Assumptions about the behavior of people with mild symptoms influence the amount of testing required. Scenario 4 from Fig. 6 was repeated with the addition that people experiencing mild symptoms self-isolate on the day of symptom onset. Under these conditions, testing everyone every 4 days is sufficient to bring 95% of situations to an Rt of 1.00 or below.

Figure 8

Superspreading leads to more variability between discrete simulations, but requires the same amount of testing as normally distributed transmission probabilities. (A) On the left is the normal distribution of R0s assigned to individuals, while the right distribution is a superspreader distribution where 20% of the population is responsible for 80% of the infections. (B) 500 runs of the model with either the normal distribution or the superspreader distrubtion of R0s and the Scenario 4 transmission and false negative rate dynamics.

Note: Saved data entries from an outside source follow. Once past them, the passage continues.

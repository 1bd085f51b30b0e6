use std::sync::atomic::{AtomicU64, Ordering};

/// Source of correlation ids (submit ids, draft component ids, completion ids).
///
/// Injected rather than global so tests can pin ids down.
pub trait IdGenerator: Send + Sync {
    fn next_id(&self) -> String;
}

/// Random v4 UUIDs.
#[derive(Debug, Default)]
pub struct UuidIdGenerator {
    hyphenated: bool,
}

impl UuidIdGenerator {
    pub fn new(hyphenated: bool) -> Self {
        Self { hyphenated }
    }
}

impl IdGenerator for UuidIdGenerator {
    fn next_id(&self) -> String {
        let id = uuid::Uuid::new_v4();
        if self.hyphenated {
            id.hyphenated().to_string()
        } else {
            id.simple().to_string()
        }
    }
}

/// Deterministic `prefix-N` ids from an atomic counter.
#[derive(Debug)]
pub struct SequentialIdGenerator {
    prefix: String,
    counter: AtomicU64,
}

impl SequentialIdGenerator {
    pub fn new(prefix: impl Into<String>) -> Self {
        Self {
            prefix: prefix.into(),
            counter: AtomicU64::new(0),
        }
    }
}

impl IdGenerator for SequentialIdGenerator {
    fn next_id(&self) -> String {
        let n = self.counter.fetch_add(1, Ordering::Relaxed) + 1;
        format!("{}-{}", self.prefix, n)
    }
}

Medians of each population are shown as solid lines. Note that the medians of infected and recovered in the superspreader conditions fall on the x-axis line. (C) Effective reproduction number (Rt) for the indicated testing frequency and proportion of population for the superspreader R0 distribution. As in Fig. 5, only daily testing of 100% of individuals is sufficient to drive Rt below 1 under these assumptions.